**ASSIGNED TASK**
The lines to be extracted run from the start of the listing through the line containing "calendar is managed"; copy them exactly and nothing else.

**MATERIAL TO PROCESS**
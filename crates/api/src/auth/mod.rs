//! Authentication primitives.
//!
//! - [`password`] -- Argon2id password hashing and verification.
//! - [`jwt`] -- HS256 access-token generation and validation.

pub mod jwt;
pub mod password;
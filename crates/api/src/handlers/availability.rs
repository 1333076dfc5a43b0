//! Handlers for the `/availability` views.
//!
//! These are read-only projections computed by the rule engine from the
//! appointment store; the curated `availability_slots` calendar is managed
//! through the admin routes.

use axum::extract::{Query, State};
use axum::Json;
use chrono::{Duration, Utc};
use consulta_core::error::CoreError;
use consulta_core::scheduling::{self, DayAvailability, SlotBoard, BOOKING_HORIZON_DAYS};
use serde::Deserialize;

use crate::error::{AppError, AppResult};
use crate::middleware::rbac::RequireAuth;
use crate::state::AppState;

/// Query string for `GET /availability/slots`.
#[derive(Debug, Deserialize)]
pub struct SlotsQuery {
    /// ISO calendar date, e.g. `2026-03-02`.
    pub date: chrono::NaiveDate,
}

/// GET /api/v1/availability/dates
///
/// The next 30 days of weekday availability. A day with any appointment at
/// all is shown as taken (one session per day in this view).
pub async fn dates(
    State(state): State<AppState>,
    RequireAuth(_user): RequireAuth,
) -> AppResult<Json<Vec<DayAvailability>>> {
    let today = Utc::now().date_naive();
    let horizon_end = today + Duration::days(BOOKING_HORIZON_DAYS);

    let booked =
        consulta_db::repositories::AppointmentRepo::list_dates_between(&state.pool, today, horizon_end)
            .await?;

    Ok(Json(scheduling::available_dates(
        &booked,
        today,
        BOOKING_HORIZON_DAYS,
    )))
}

/// GET /api/v1/availability/slots?date=YYYY-MM-DD
///
/// Open and booked slots for one weekday. Weekend dates are a validation
/// error, rejected before the store is consulted.
pub async fn slots(
    State(state): State<AppState>,
    RequireAuth(_user): RequireAuth,
    Query(query): Query<SlotsQuery>,
) -> AppResult<Json<SlotBoard>> {
    if scheduling::is_weekend(query.date) {
        return Err(AppError::Core(CoreError::Validation(
            "No time slots are offered on weekends".into(),
        )));
    }

    let booked =
        consulta_db::repositories::AppointmentRepo::list_slots_on_date(&state.pool, query.date)
            .await?;

    let board = scheduling::open_time_slots(&booked, query.date)?;
    Ok(Json(board))
}
//! Booking and reminder rule engine.
//!
//! Pure functions over store snapshots and the current instant. The engine
//! owns no state: the API layer fetches appointment rows, hands them in, and
//! applies whatever the engine decides.

use chrono::{DateTime, Datelike, Duration, NaiveDate, Utc, Weekday};
use serde::Serialize;

use crate::error::CoreError;
use crate::types::DbId;

// ---------------------------------------------------------------------------
// Constants
// ---------------------------------------------------------------------------

/// The practice's hourly slot grid: 09:00 through 17:00, minus the 13:00
/// lunch break.
pub const TIME_SLOTS: [&str; 8] = [
    "09:00", "10:00", "11:00", "12:00", "14:00", "15:00", "16:00", "17:00",
];

/// How far ahead the available-dates view looks, in days.
pub const BOOKING_HORIZON_DAYS: i64 = 30;

/// Minimum lead time (hours) for a non-admin to edit or cancel a booking.
pub const MUTATION_CUTOFF_HOURS: i64 = 48;

/// Start of the reminder window, in hours ahead of now.
pub const REMINDER_WINDOW_START_HOURS: i64 = 71;

/// End of the reminder window, in hours ahead of now.
///
/// The window is one hour wider than the nominal 72-hour mark on each side
/// so the hourly sweep cannot miss an appointment that falls between ticks.
pub const REMINDER_WINDOW_END_HOURS: i64 = 73;

// ---------------------------------------------------------------------------
// Slot grid helpers
// ---------------------------------------------------------------------------

/// The practice does not operate on Saturdays or Sundays.
pub fn is_weekend(date: NaiveDate) -> bool {
    matches!(date.weekday(), Weekday::Sat | Weekday::Sun)
}

/// Whether `slot` is one of the fixed grid labels (exact string match).
pub fn is_valid_slot(slot: &str) -> bool {
    TIME_SLOTS.contains(&slot)
}

/// Validate a booking target. Weekends and off-grid slots are rejected
/// before anything touches the store.
pub fn validate_booking(date: NaiveDate, slot: &str) -> Result<(), CoreError> {
    if is_weekend(date) {
        return Err(CoreError::Validation(
            "Appointments cannot be booked on weekends".into(),
        ));
    }
    if !is_valid_slot(slot) {
        return Err(CoreError::Validation(format!(
            "Invalid time slot '{slot}'. Valid slots: {}",
            TIME_SLOTS.join(", ")
        )));
    }
    Ok(())
}

// ---------------------------------------------------------------------------
// Available dates view
// ---------------------------------------------------------------------------

/// One weekday in the booking horizon, as shown to users picking a date.
#[derive(Debug, Clone, Serialize)]
pub struct DayAvailability {
    pub date: NaiveDate,
    pub available: bool,
    pub appointment_count: usize,
}

/// Compute the available-dates view for `[today, today + horizon_days)`.
///
/// `booked_dates` are the dates of all appointments inside the horizon (one
/// entry per appointment). Weekend dates are excluded entirely; a weekend
/// `today` is skipped, never shifted. A date is unavailable as soon as a
/// single appointment exists on it: the practice runs one patient per day
/// in this view.
pub fn available_dates(
    booked_dates: &[NaiveDate],
    today: NaiveDate,
    horizon_days: i64,
) -> Vec<DayAvailability> {
    (0..horizon_days)
        .filter_map(|offset| today.checked_add_signed(Duration::days(offset)))
        .filter(|date| !is_weekend(*date))
        .map(|date| {
            let appointment_count = booked_dates.iter().filter(|d| **d == date).count();
            DayAvailability {
                date,
                available: appointment_count == 0,
                appointment_count,
            }
        })
        .collect()
}

// ---------------------------------------------------------------------------
// Open slots view
// ---------------------------------------------------------------------------

/// Open and booked slots for a single weekday.
#[derive(Debug, Clone, Serialize)]
pub struct SlotBoard {
    pub date: NaiveDate,
    pub open_slots: Vec<&'static str>,
    pub booked_slots: Vec<&'static str>,
}

/// Partition the slot grid for `date` into open and booked slots.
///
/// `booked` holds the `time_slot` values of appointments already on that
/// date. A grid slot counts as booked iff some entry matches it exactly;
/// no normalization is applied, so a stray "9:00" never blocks "09:00".
///
/// A weekend `date` is a validation failure, not an empty board.
pub fn open_time_slots(booked: &[String], date: NaiveDate) -> Result<SlotBoard, CoreError> {
    if is_weekend(date) {
        return Err(CoreError::Validation(
            "No time slots are offered on weekends".into(),
        ));
    }

    let (booked_slots, open_slots): (Vec<&'static str>, Vec<&'static str>) = TIME_SLOTS
        .iter()
        .copied()
        .partition(|slot| booked.iter().any(|b| b.as_str() == *slot));

    Ok(SlotBoard {
        date,
        open_slots,
        booked_slots,
    })
}

// ---------------------------------------------------------------------------
// Edit / cancel eligibility
// ---------------------------------------------------------------------------

/// Why a mutation request was denied. Ownership is checked before timing.
#[derive(Debug, Clone, Copy, PartialEq, Eq)]
pub enum MutationDenial {
    /// The actor is neither the owner nor an admin.
    NotOwner,
    /// The appointment starts in under [`MUTATION_CUTOFF_HOURS`].
    TooLate,
}

/// Decide whether `actor_id` may edit or cancel an appointment.
///
/// Admins bypass every check. Non-admins must own the appointment and be at
/// least 48 hours ahead of it. The margin is measured from midnight UTC of
/// the appointment date; the time slot does not move the cutoff. A margin
/// of exactly 48 hours is still allowed.
pub fn can_mutate(
    owner_id: DbId,
    date: NaiveDate,
    actor_id: DbId,
    actor_is_admin: bool,
    now: DateTime<Utc>,
) -> Result<(), MutationDenial> {
    if actor_is_admin {
        return Ok(());
    }
    if owner_id != actor_id {
        return Err(MutationDenial::NotOwner);
    }

    let starts_at = date.and_hms_opt(0, 0, 0).expect("midnight is valid").and_utc();
    if starts_at - now < Duration::hours(MUTATION_CUTOFF_HOURS) {
        return Err(MutationDenial::TooLate);
    }

    Ok(())
}

// ---------------------------------------------------------------------------
// Reminder window
// ---------------------------------------------------------------------------

/// The inclusive `[now + 71h, now + 73h]` window a reminder sweep scans.
pub fn reminder_window(now: DateTime<Utc>) -> (DateTime<Utc>, DateTime<Utc>) {
    (
        now + Duration::hours(REMINDER_WINDOW_START_HOURS),
        now + Duration::hours(REMINDER_WINDOW_END_HOURS),
    )
}

/// The calendar date, if any, whose midnight UTC falls inside the reminder
/// window.
///
/// Appointments carry a date and a slot label, and the stored instant is the
/// date's midnight. Midnights are 24 hours apart and the window is 2 hours
/// wide, so at most one date can qualify per tick; the sweep fetches
/// un-notified appointments on exactly that date.
pub fn reminder_due_date(now: DateTime<Utc>) -> Option<NaiveDate> {
    let (from, to) = reminder_window(now);

    let first = from.date_naive();
    [first, first.succ_opt()?]
        .into_iter()
        .find(|date| {
            let midnight = date.and_hms_opt(0, 0, 0).expect("midnight is valid").and_utc();
            from <= midnight && midnight <= to
        })
}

**EXERCISE SOLUTION**
filename crates/api/src/auth/mod.rs
//! Authentication primitives.
//!
//! - [`password`] -- Argon2id password hashing and verification.
//! - [`jwt`] -- HS256 access-token generation and validation.

pub mod jwt;
pub mod password;
filename crates/api/src/handlers/availability.rs
repository 1333076dfc5a43b0
//! Handlers for the `/availability` views.
//!
//! These are read-only projections computed by the rule engine from the
//! appointment store; the curated `availability_slots` calendar is managed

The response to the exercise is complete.